Our mission is to accelerate global health equity by identifying integrated units of operational effectiveness and health care delivery, and then scaling implementation through collective action.
If you look at the last 10 years of global health solidarity, things have stalled. There was a lot of progress in the first decade of the 21st century, largely driven by a single disease: HIV/AIDS. No other disease has moved resources in the way that HIV/AIDS did in that decade.
In our research, we’ve found this is because there are gaps in financing for the treatment of noncommunicable, or noninfectious, diseases and injuries, like diabetes, heart failure and sickle cell anemia. So our aim is to take a new approach to break the impasse. We are doing that by forging new kinds of coalitions across multiple disease spaces and among people who treat, advocate for, or live with these diseases.
The best example of this is the PEN-Plus strategy, which stands for Package of Essential Noncommunicable Disease Interventions Plus. It’s an approach developed in the late 2000s at the Brigham with partners in Rwanda to simplify care for different types of severe, chronic noncommunicable diseases. In low-income countries, these diseases are typically treated by specialists, to whom few people have access. We identified the most essential elements of treating these conditions, trained nurses and other mid-level providers to deliver this care, and forged connections among advocates working on disparate diseases. PEN-Plus has since expanded to 14 countries.

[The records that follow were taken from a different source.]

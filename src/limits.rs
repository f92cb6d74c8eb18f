/// Max rooms in one property.
pub const MAX_ROOMS: usize = 10_000;

/// Max length of room and guest identifiers.
pub const MAX_ID_LEN: usize = 64;

/// Max length of guest names and contact fields.
pub const MAX_NAME_LEN: usize = 256;

/// Longest bookable stay.
pub const MAX_STAY_NIGHTS: i64 = 365;

/// Widest window accepted by calendar and occupancy queries.
pub const MAX_QUERY_WINDOW_DAYS: i64 = 3 * 366;

/// Max reservations (any status) tracked per room.
pub const MAX_RESERVATIONS_PER_ROOM: usize = 100_000;
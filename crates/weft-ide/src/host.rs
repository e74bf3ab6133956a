use text_size::{TextRange, TextSize};
use weft_db::Document;
use weft_errors::Severity;

use crate::FileRange;

#[derive(Debug, Clone, PartialEq, Eq)]
pub struct HostDiagnostic {
    pub range: TextRange,
    pub severity: Severity,
    pub message: String,
}

#[derive(Debug, Clone, PartialEq, Eq)]
pub struct HostHover {
    pub range: Option<TextRange>,
    pub contents: String,
}

#[derive(Debug, Clone, PartialEq, Eq)]
pub struct HostCompletion {
    pub label: String,
    pub detail: Option<String>,
    /// Replacement range and text.
    pub edit: Option<(TextRange, String)>,
}

/// Language engine answering questions about generated documents. Offsets
/// and ranges are in the generated document's coordinates.
pub trait AnalysisHost {
    fn diagnostics(&self, _document: &Document) -> Vec<HostDiagnostic> {
        Vec::new()
    }

    fn hover(&self, _document: &Document, _offset: TextSize) -> Option<HostHover> {
        None
    }

    fn definition(&self, _document: &Document, _offset: TextSize) -> Vec<FileRange> {
        Vec::new()
    }

    fn completions(&self, _document: &Document, _offset: TextSize) -> Vec<HostCompletion> {
        Vec::new()
    }
}

/// Host with no language knowledge. Only parse and lint results surface.
#[derive(Debug, Default, Clone, Copy)]
pub struct NoHost;

impl AnalysisHost for NoHost {}
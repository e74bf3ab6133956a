//! Elements, attributes, directives and mustaches.

use text_size::{TextRange, TextSize};
use weft_syntax::{Attribute, Directive, Element, NodeData, NodeId, NodeKind};
use weft_tokenizer::Token;
use weft_tokenizer::TokenKind::*;

use crate::parser::{ParseError, Parser};

const VOID_ELEMENTS: &[&str] = &[
    "area", "base", "br", "col", "embed", "hr", "img", "input", "link", "meta", "source", "track",
    "wbr",
];

fn is_void(tag: &str) -> bool {
    VOID_ELEMENTS.iter().any(|void| void.eq_ignore_ascii_case(tag))
}

/// Whitespace-only runs between tags are dropped.
pub(super) fn text(p: &mut Parser<'_>, token: Token) {
    let text = p.text(token.range);
    if text.trim().is_empty() {
        return;
    }
    p.leaf(NodeData::Text { text: text.to_owned() }, token.range);
}

pub(super) fn token(p: &mut Parser<'_>, token: Token) {
    let text = p.text(token.range);

    match token.kind {
        START_TAG_OPEN => {
            leave_attribute(p);
            let element = Element {
                tag: String::new(),
                self_close: false,
                start_tag_end: None,
                end_tag_start: None,
            };
            p.open(NodeData::Element(element), token.range);
        }
        START_TAG => {
            if let NodeData::Element(element) = p.data_mut(p.current()) {
                element.tag = text.to_owned();
            }
            p.extend(token.range.end());
        }
        ATTRIBUTE_NAME | DIRECTIVE_NAME => attribute(p, token, text),
        ATTRIBUTE_DELIMITER | ATTRIBUTE_MARK => p.extend(token.range.end()),
        ATTRIBUTE_VALUE => attribute_value(p, token.range),
        START_TAG_CLOSE => {
            leave_attribute(p);
            let end = token.range.end();
            let mut void = false;
            if let NodeData::Element(element) = p.data_mut(p.current()) {
                element.start_tag_end = Some(end);
                void = is_void(&element.tag);
            }
            if void {
                p.close(end);
            } else {
                p.extend(end);
            }
        }
        START_TAG_SELF_CLOSE => {
            leave_attribute(p);
            let end = token.range.end();
            if let NodeData::Element(element) = p.data_mut(p.current()) {
                element.self_close = true;
                element.start_tag_end = Some(end);
            }
            if p.current_kind() == NodeKind::Element {
                p.close(end);
            }
        }
        END_TAG_OPEN => {
            leave_attribute(p);
            p.end_tag_start = token.range.start();
            p.end_tag_name = None;
        }
        END_TAG => p.end_tag_name = Some(text),
        END_TAG_CLOSE => end_tag(p, token.range.end()),
        MUSTACHE_START => {
            let data = NodeData::Mustache {
                text: String::new(),
                text_range: TextRange::empty(token.range.end()),
            };
            p.open(data, token.range);
        }
        MUSTACHE_CONTENT => {
            if let NodeData::Mustache { text: content, text_range } = p.data_mut(p.current()) {
                *content = text.to_owned();
                *text_range = token.range;
            }
            p.extend(token.range.end());
        }
        MUSTACHE_END => {
            if p.current_kind() == NodeKind::Mustache {
                let mustache = p.current();
                p.close(token.range.end());
                let range = p.range(mustache);
                attribute_value(p, range);
            }
        }
        RAW_TEXT => {
            p.leaf(NodeData::RawText { text: text.to_owned() }, token.range);
        }
        _ => unreachable!("{:?} is not a template token", token.kind),
    }
}

fn leave_attribute(p: &mut Parser<'_>) {
    if matches!(p.current_kind(), NodeKind::Attribute | NodeKind::Directive) {
        p.ascend();
    }
}

fn attribute(p: &mut Parser<'_>, token: Token, name: &str) {
    leave_attribute(p);

    let data = if token.kind == DIRECTIVE_NAME {
        NodeData::Directive(Directive::parse(name))
    } else {
        NodeData::Attribute(Attribute { name: name.to_owned(), value: None, value_range: None })
    };

    let element = p.current();
    let duplicate = p.children(element).iter().find_map(|&sibling| {
        match (p.data(sibling), &data) {
            (NodeData::Attribute(a), NodeData::Attribute(b)) if a.name == b.name => {
                Some(ParseError::AttributeDuplicate)
            }
            (NodeData::Directive(a), NodeData::Directive(b)) if a.key() == b.key() => {
                Some(ParseError::CommandDuplicate)
            }
            _ => None,
        }
    });

    p.open(data, token.range);
    if let Some(error) = duplicate {
        p.report(error, token.range);
    }
}

/// Grows the open attribute's value to cover `range`. The value is the raw
/// source between the quotes, mustaches included.
fn attribute_value(p: &mut Parser<'_>, range: TextRange) {
    let covered = match p.data(p.current()) {
        NodeData::Attribute(Attribute { value_range, .. })
        | NodeData::Directive(Directive { value_range, .. }) => {
            value_range.map_or(range, |existing| existing.cover(range))
        }
        _ => return,
    };
    let text = p.text(covered);
    if let NodeData::Attribute(Attribute { value, value_range, .. })
    | NodeData::Directive(Directive { value, value_range, .. }) = p.data_mut(p.current())
    {
        *value = Some(text.to_owned());
        *value_range = Some(covered);
    }
    p.extend(range.end());
}

/// Closes the nearest open element named like the end tag, reporting
/// every element skipped on the way as unclosed.
fn end_tag(p: &mut Parser<'_>, end: TextSize) {
    let Some(name) = p.end_tag_name.take() else {
        return;
    };
    let start = p.end_tag_start;

    let target = p.ancestors_and_self().find(|&id| match p.data(id) {
        NodeData::Element(element) => element.tag.eq_ignore_ascii_case(name),
        _ => false,
    });
    let Some(target) = target else {
        p.report(ParseError::ExtraCloseTag, TextRange::new(start, end));
        return;
    };

    while p.current() != target {
        let current = p.current();
        set_end_tag_start(p, current, start);
        p.close_unterminated(start);
    }
    set_end_tag_start(p, target, start);
    p.close(end);
}

fn set_end_tag_start(p: &mut Parser<'_>, id: NodeId, start: TextSize) {
    if let NodeData::Element(element) = p.data_mut(id) {
        element.end_tag_start = Some(start);
    }
}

This past year, all 47 countries of the World Health Organization’s African Region resolved to attain high levels of PEN-Plus coverage by 2030. One of the center’s goals is to help implement that expansion.
Q: What distinguishes the center from other initiatives and collaborations?
One major difference is that we’re developing models of service delivery at the same time we’re studying the sociology of advocacy movements. Braiding these crucial strands of work together is unusual in medicine and global public health.
Q: What does the center hope to accomplish in the future?
Currently, low-income countries have the resources to provide only $30 or $40 per person per year in health care services. In comparison, the United States spends nearly $10,000 per person annually. As a result, low-income countries can’t provide even basic care. We can move forward by mobilizing advocates across diseases. Doing that can support financing for service delivery models that address the needs of people with noncommunicable diseases.
In the case of PEN-Plus, we’re working with organizations like the Juvenile Diabetes Research Foundation, the Helmsley Charitable Trust and the American Heart Association, many of which are led by people directly affected by these diseases. It’s the first time these entities have worked together. That’s what we see as a road toward universal health coverage, particularly in lower-income countries.
What we’re envisioning is a global movement of people in both high- and low-income countries who are affected by these conditions to advocate together for universal health coverage.
Q: What are you most excited about as the center gets underway?
Collaborating with such wonderful colleagues. We have great partnerships with institutions in other nations, particularly the Universidade Eduardo Mondlane in Mozambique. Together, we support a 22-country NCDI Poverty Network. We’re excited to work closely with them, the World Health Organization, UNICEF, and our other partners to implement the PEN-Plus strategy and further develop the science of integration.
The center was born out of the Brigham’s storied legacy and focus on advancing our vision of a healthier community and a healthier world. As Dr. Higgins [Robert Higgins, MD, MSHA, president of Brigham and Women’s Hospital], said during the center’s launch, “What makes the Brigham stand out is our ability to create scalable innovation. And I think that there is no better example of this kind of world-changing innovation than the work going on here at the Center for Integration Science.”